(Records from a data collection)
//! Contract with the external value evaluator.
//!
//! The solver only ever sees the evaluator through this trait: a pure batched
//! function from packed queries to per-hand values, plus an append-only sink
//! for training examples. Implementations must be safe to share across
//! worker threads.

use std::sync::atomic::{AtomicUsize, Ordering};

use crate::SolverError;

/// External value evaluator consumed at truncated leaves.
pub trait ValueNet: Send + Sync {
    /// Evaluate a batch of `queries.len() / query_size` packed queries.
    ///
    /// Returns a row-major `[num_queries, num_hands]` buffer of values
    /// normalized to the query's belief distributions.
    ///
    /// # Errors
    ///
    /// Evaluator failures are propagated verbatim to the calling worker.
    fn compute_values(&self, queries: &[f32], query_size: usize) -> Result<Vec<f32>, SolverError>;

    /// Append one `(query, values)` training example to the replay sink.
    ///
    /// # Errors
    ///
    /// Evaluator failures are propagated verbatim to the calling worker.
    fn add_training_example(&self, query: &[f32], values: &[f32]) -> Result<(), SolverError>;
}

/// Evaluator that predicts zero for every hand and counts appended examples.
///
/// Used to exercise solvers and drivers without a trained network.
pub struct ZeroNet {
    num_hands: usize,
    examples_added: AtomicUsize,
}

impl ZeroNet {
    #[must_use]
    pub fn new(num_hands: usize) -> Self {
        Self {
            num_hands,
            examples_added: AtomicUsize::new(0),
        }
    }

    /// Number of training examples offered so far.
    #[must_use]
    pub fn num_examples_added(&self) -> usize {
        self.examples_added.load(Ordering::Relaxed)
    }
}

impl ValueNet for ZeroNet {
    fn compute_values(&self, queries: &[f32], query_size: usize) -> Result<Vec<f32>, SolverError> {
        assert_eq!(queries.len() % query_size, 0, "ragged query batch");
        let num_queries = queries.len() / query_size;
        Ok(vec![0.0; num_queries * self.num_hands])
    }

    fn add_training_example(&self, query: &[f32], values: &[f32]) -> Result<(), SolverError> {
        assert!(!query.is_empty());
        assert_eq!(values.len(), self.num_hands);
        self.examples_added.fetch_add(1, Ordering::Relaxed);
        Ok(())
    }
}
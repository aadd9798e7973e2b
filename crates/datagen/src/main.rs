//! Benchmark and training-data generator.
//!
//! Spawns a pool of self-play workers against a trained value network and
//! reports replay throughput once per cycle. Training data accumulates in
//! the prioritized replay buffer for an external training loop to consume.

mod workers;

use std::error::Error;
use std::path::PathBuf;
use std::sync::Arc;
use std::time::{Duration, Instant};

use candle_core::Device;
use clap::Parser;
use indicatif::{ProgressBar, ProgressStyle};

use toss_solver_core::Game;
use toss_solver_core::net::ValueNet;
use toss_solver_core::query::query_size;
use toss_solver_core::recursive::RecursiveSolvingParams;
use toss_solver_core::solver::SubgameSolvingParams;
use toss_solver_core::tree::unroll_tree;
use toss_solver_net::{BufferedValueNet, CounterfactualValueNet, ModelLocker, PrioritizedReplay};

use crate::workers::WorkerPool;

/// Replay-buffer constants matching the training host.
const REPLAY_CAPACITY: usize = 1 << 20;
const PRIORITY_EXPONENT: f64 = 1.0;
const IMPORTANCE_EXPONENT: f64 = 0.4;

/// Hidden width of the value network artifact.
const HIDDEN_DIM: usize = 1024;

/// Seconds per reporting cycle.
const CYCLE_SECS: u64 = 10;

#[derive(Parser)]
#[command(name = "toss-solver-datagen")]
#[command(about = "Generate value-network training data by recursive subgame solving")]
struct Cli {
    /// Solver iterations per subgame
    #[arg(long = "fp_iters", default_value_t = 1024)]
    fp_iters: usize,
    /// Depth bound of each subgame
    #[arg(long = "mdp_depth", default_value_t = 2)]
    mdp_depth: usize,
    /// Number of self-play worker threads
    #[arg(long = "num_threads", default_value_t = 10)]
    num_threads: usize,
    /// Evaluator replicas per device
    #[arg(long = "per_gpu", default_value_t = 1)]
    per_gpu: usize,
    /// Reporting cycles before shutdown
    #[arg(long = "num_cycles", default_value_t = 6)]
    num_cycles: usize,
    /// Device to evaluate on, e.g. "cpu" or "cuda:1"
    #[arg(long, default_value = "cuda:1")]
    device: String,
    /// Path to the value-network safetensors artifact
    #[arg(long)]
    net: PathBuf,
}

fn parse_device(spec: &str) -> Result<Device, Box<dyn Error>> {
    if spec == "cpu" {
        return Ok(Device::Cpu);
    }
    if let Some(ordinal) = spec.strip_prefix("cuda:") {
        return Ok(Device::new_cuda(ordinal.parse()?)?);
    }
    Err(format!("unsupported device {spec:?}").into())
}

#[allow(clippy::cast_precision_loss)]
fn main() -> Result<(), Box<dyn Error>> {
    let cli = Cli::parse();
    if cli.mdp_depth == 0 {
        return Err("mdp_depth must be positive".into());
    }

    let game = Game::new();
    println!("game: {} hands, {} actions", game.num_hands(), game.num_actions());
    {
        let subgame = unroll_tree(&game, &game.initial_state(), cli.mdp_depth);
        println!("subgame of depth {} has {} nodes", cli.mdp_depth, subgame.len());
    }

    let device = parse_device(&cli.device)?;
    let replicas = (0..cli.per_gpu)
        .map(|_| {
            CounterfactualValueNet::load(
                &cli.net,
                query_size(&game),
                game.num_hands(),
                HIDDEN_DIM,
                &device,
            )
        })
        .collect::<Result<Vec<_>, _>>()?;
    let locker = Arc::new(ModelLocker::new(replicas));
    let replay = Arc::new(PrioritizedReplay::new(
        REPLAY_CAPACITY,
        PRIORITY_EXPONENT,
        IMPORTANCE_EXPONENT,
    ));
    let value_net: Arc<dyn ValueNet> =
        Arc::new(BufferedValueNet::new(locker, replay.clone()));

    let params = RecursiveSolvingParams {
        subgame_params: SubgameSolvingParams {
            num_iters: cli.fp_iters,
            max_depth: cli.mdp_depth,
            linear_update: true,
            optimistic: false,
            ..SubgameSolvingParams::default()
        },
        ..RecursiveSolvingParams::default()
    };

    println!("starting {} workers", cli.num_threads);
    let pool = WorkerPool::spawn(cli.num_threads, params, value_net);

    let progress = ProgressBar::new(cli.num_cycles as u64);
    progress.set_style(ProgressStyle::with_template(
        "{bar:30} {pos}/{len} cycles {msg}",
    )?);
    let start = Instant::now();
    for _ in 0..cli.num_cycles {
        std::thread::sleep(Duration::from_secs(CYCLE_SECS));
        let secs = start.elapsed().as_secs_f64();
        let added = replay.num_added();
        progress.set_message(format!(
            "items={added} per_second={:.1}",
            added as f64 / secs
        ));
        progress.inc(1);
    }
    progress.finish();

    pool.terminate();
    pool.join();
    println!(
        "done: {} examples in {:.1}s",
        replay.num_added(),
        start.elapsed().as_secs_f64()
    );
    Ok(())
}
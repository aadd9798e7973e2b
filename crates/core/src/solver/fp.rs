//! Fictitious-play subgame solver.
//!
//! Each step computes a pure best response against the running average for
//! one traverser, folds the reach-weighted response into the strategy-sum
//! accumulator and renormalizes the average. With `linear_update` iteration
//! `k` contributes with weight proportional to `k`; with `optimistic` the
//! average is taken over `sum + last` instead of `sum`.

use std::sync::Arc;

use crate::Pair;
use crate::error::SolverError;
use crate::game::{Game, PartialPublicState, PlayerId};
use crate::net::ValueNet;
use crate::probability::REGRET_SMOOTHING_EPS;
use crate::solver::br::BestResponseSolver;
use crate::solver::{
    SubgameSolver, SubgameSolvingParams, TreeStrategy, uniform_reach_weighted_strategy,
    uniform_strategy,
};
use crate::tree::{Tree, children_actions, unroll_tree};

pub struct FpSolver {
    params: SubgameSolvingParams,
    game: Game,
    /// Total number of `step` calls across both traversers.
    num_strategies: usize,
    initial_beliefs: Pair<Vec<f64>>,
    average: TreeStrategy,
    sum: TreeStrategy,
    last: TreeStrategy,
    /// Exponential running mean of root values per traverser.
    root_values_means: Pair<Vec<f64>>,
    tree: Arc<Tree>,
    br_solver: BestResponseSolver,
}

impl FpSolver {
    /// # Errors
    ///
    /// Configuration errors from tree validation (truncated leaves without a
    /// value net).
    pub fn new(
        game: Game,
        root: &PartialPublicState,
        value_net: Option<Arc<dyn ValueNet>>,
        beliefs: Pair<Vec<f64>>,
        params: SubgameSolvingParams,
    ) -> Result<Self, SolverError> {
        debug_assert!(!params.use_cfr);
        let tree = Arc::new(unroll_tree(&game, root, params.max_depth));
        let br_solver = BestResponseSolver::new(game, tree.clone(), value_net)?;

        let average = uniform_strategy(&game, &tree);
        let last = average.clone();
        let sum = uniform_reach_weighted_strategy(&game, &tree, &beliefs);
        Ok(Self {
            params,
            game,
            num_strategies: 0,
            initial_beliefs: beliefs,
            average,
            sum,
            last,
            root_values_means: [Vec::new(), Vec::new()],
            tree,
            br_solver,
        })
    }
}

impl SubgameSolver for FpSolver {
    #[allow(clippy::cast_precision_loss)]
    fn step(&mut self, traverser: PlayerId) -> Result<(), SolverError> {
        let root_values =
            self.br_solver
                .compute_br(traverser, &self.average, &self.initial_beliefs)?;

        // 1-based update index for this traverser under strict alternation.
        let num_update = self.num_strategies / 2 + 1;
        let alpha = if self.params.linear_update {
            2.0 / (num_update + 1) as f64
        } else {
            1.0 / num_update as f64
        };
        let means = &mut self.root_values_means[traverser];
        means.resize(root_values.len(), 0.0);
        for (mean, &value) in means.iter_mut().zip(&root_values) {
            *mean += (value - *mean) * alpha;
        }

        accumulate_best_response(
            &self.game,
            &self.tree,
            0,
            traverser,
            self.br_solver.strategy(),
            &self.initial_beliefs[traverser],
            &mut self.sum,
            &mut self.last,
        );

        let linear_scale = (num_update + 1) as f64 / (num_update + 2) as f64;
        for (node_id, node) in self.tree.iter().enumerate() {
            if node.is_leaf() || Game::active_player(&node.state) != traverser {
                continue;
            }
            let range = self.game.legal_action_range(&node.state);
            for hand in 0..self.game.num_hands() {
                if self.params.linear_update {
                    for value in self.sum.row_mut(node_id, hand) {
                        *value *= linear_scale;
                    }
                }
                let average_row = &mut self.average.row_mut(node_id, hand)[range.clone()];
                if self.params.optimistic {
                    let sum_row = &self.sum.row(node_id, hand)[range.clone()];
                    let last_row = &self.last.row(node_id, hand)[range.clone()];
                    let combined: Vec<f64> =
                        sum_row.iter().zip(last_row).map(|(&s, &l)| s + l).collect();
                    normalize_into(&combined, average_row);
                } else {
                    let sum_row = &self.sum.row(node_id, hand)[range.clone()];
                    normalize_into(sum_row, average_row);
                }
            }
        }

        self.num_strategies += 1;
        Ok(())
    }

    fn multistep(&mut self) -> Result<(), SolverError> {
        for iter in 0..self.params.num_iters {
            self.step(iter % 2)?;
        }
        Ok(())
    }

    fn update_value_network(&mut self) -> Result<(), SolverError> {
        self.br_solver
            .traverser
            .add_training_example(0, self.hand_values(0))?;
        self.br_solver
            .traverser
            .add_training_example(1, self.hand_values(1))
    }

    fn strategy(&self) -> &TreeStrategy {
        &self.average
    }

    fn sampling_strategy(&self) -> &TreeStrategy {
        &self.average
    }

    fn belief_propagation_strategy(&self) -> &TreeStrategy {
        &self.average
    }

    fn hand_values(&self, player: PlayerId) -> &[f64] {
        assert!(
            self.num_strategies >= 2,
            "hand values are undefined before both traversers have stepped"
        );
        &self.root_values_means[player]
    }

    fn tree(&self) -> &Arc<Tree> {
        &self.tree
    }
}

/// Normalize `values` into `out`, falling back to uniform over the legal
/// interval when the mass underflows.
#[allow(clippy::cast_precision_loss)]
fn normalize_into(values: &[f64], out: &mut [f64]) {
    let sum: f64 = values.iter().sum();
    if sum >= REGRET_SMOOTHING_EPS {
        for (slot, &v) in out.iter_mut().zip(values) {
            *slot = v / sum;
        }
    } else {
        out.fill(1.0 / out.len() as f64);
    }
}

/// Fold `traverser`'s reach-weighted best response into `sum` and `last`
/// along every line the traverser's own actions can reach.
#[allow(clippy::too_many_arguments)]
fn accumulate_best_response(
    game: &Game,
    tree: &Tree,
    node_id: usize,
    traverser: PlayerId,
    br_strategy: &TreeStrategy,
    traverser_beliefs: &[f64],
    sum: &mut TreeStrategy,
    last: &mut TreeStrategy,
) {
    let node = &tree[node_id];
    if node.is_leaf() {
        return;
    }
    if Game::active_player(&node.state) == traverser {
        let mut child_beliefs = vec![0.0; game.num_hands()];
        for (child, action) in children_actions(game, node) {
            for (hand, belief_slot) in child_beliefs.iter_mut().enumerate() {
                let weighted = traverser_beliefs[hand] * br_strategy.row(node_id, hand)[action];
                sum.row_mut(node_id, hand)[action] += weighted;
                last.row_mut(node_id, hand)[action] = weighted;
                *belief_slot = weighted;
            }
            accumulate_best_response(
                game,
                tree,
                child,
                traverser,
                br_strategy,
                &child_beliefs,
                sum,
                last,
            );
        }
    } else {
        for child in node.children() {
            accumulate_best_response(
                game,
                tree,
                child,
                traverser,
                br_strategy,
                traverser_beliefs,
                sum,
                last,
            );
        }
    }
}
use thiserror::Error;

/// Errors surfaced by the subgame solver and its collaborators.
///
/// Contract violations (actions outside the legal range, mis-sized query
/// buffers, value reads before the solver has stepped) are programming
/// errors and assert instead.
#[derive(Debug, Error)]
pub enum SolverError {
    /// A depth-truncated leaf exists but no value net was supplied.
    #[error("found non-terminal leaf {0}; either provide a value net or increase max_depth")]
    NonTerminalLeaf(String),

    #[error("configuration error: {0}")]
    Config(String),

    /// Failure propagated verbatim from the external value evaluator.
    #[error("value evaluator error: {0}")]
    Evaluator(String),
}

» **What to do**
Each line of the data that includes "alpha" should be copied.

» **Completed exercise**
        let alpha = if self.params.linear_update {
            *mean += (value - *mean) * alpha;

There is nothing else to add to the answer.